Sarebbe iniquo, però, indugiare sugli ultimi anni dell’amarezza e dello spavento: di talento ne aveva, Farrah, oltre la chioma superba, che ogni industria cosmetica desiderava sponsorizzare. E, volendo parlare di apparenza iconica, quella che conta quando si ricordano i divi, come ignorare quelle sue pose da pin up in costume da bagno su un calendario venduto, per lei, solo perché era lei, in dodici milioni di copie? E se, oggi, nessuno rammenta il suo primo marito, Lee Majors, ma ognuno conosce vita, morte e miracoli della sua love story con Ryan O’Neal (al quale ha dato Redmond, un figlio oggi ventiquattrenne e disturbato come soltanto i figli delle celebrità sanno essere), il «merito» è di Farrah. O, meglio, di Jill Munroe, la Charlie’s Angel inguainata in scintillanti tute pop, a zampa d’elefante, così aderenti che non si capiva come lei potesse compiere acrobazie tremende, senza scucirle, mentre volava su una jeep, o saltava da un camion in corsa. Non c’erano soltanto svagatezze tv, nella carriera della Fawcett: nel 1984 interpretò così bene il ruolo d’una donna, picchiata tra le mura domestiche, nel film televisivo The Burning Bed (Il letto che brucia), da meritarsi una nomination (per l’Emmy, un premio tv molto ambito negli Usa). Interpretò in modo talmente realistico la parte d’una casalinga, alla quale il marito dette fuoco, mentre dormiva (da qui il titolo e la storia di cronaca è vera), che tutti pensarono male di Ryan. E invece, tra i due è stato amore, vero e pacifico. «Ogni volta che le ho chiesto di sposarmi, lei m’è scoppiata a ridere in faccia», ha spiegato O’Neal (la cui figlia Tatum, adesso, magari si pentirà d’aver dato filo da torcere a Farrah) a quanti gli domandavano come mai non avesse «regolarizzato» prima. Di fatto, era allergica ai legami stabili la signora O’Neal, in articulo mortis. Ci voleva la morte, per sancire l’unione terrena tra i due.

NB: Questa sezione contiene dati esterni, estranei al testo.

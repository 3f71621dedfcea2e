//! Turning the views directory into a compiled artifact.

mod builder;
mod modules;
mod state;

pub use builder::{ArtifactBuilder, CompiledArtifact, artifact_digest};
pub use modules::{discover_view_files, entry_modules, extract_module_name};
pub use state::{CompilationState, CompilationStateCell, CompileGuard};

«I’m happy. I’m ready», ha scritto su un biglietto la Fawcett, consegnandolo al marito nel giorno della Festa della Mamma. «Sono contenta. Sono pronta». E Corpus Christi, Texas, si chiama la città in cui è nata la star...
Strano che stiamo qui a rendere omaggio, tutto sommato, a una meteora del sistema divistico: la modella dai capelli di platino, scalati a dovere, non ha lavorato poi molto.

Sì, l’hanno diretta Stanley Donen (Saturn 3, 1980), Alan Pakula (Ci penseremo domani, 1988), James Orr (L’uomo di casa, 1995), col quale convisse qualche anno; Robert Duvall (L’apostolo, 1997), Robert Altman (Il dottor T e le donne, del 2000): artisti non da poco, dunque. Però Farrah rimane nel cuore della vecchia gioventù per quello smalto indelebile, che metteva sulla vita di chi ne ha amato l’aura da ragazza per sempre.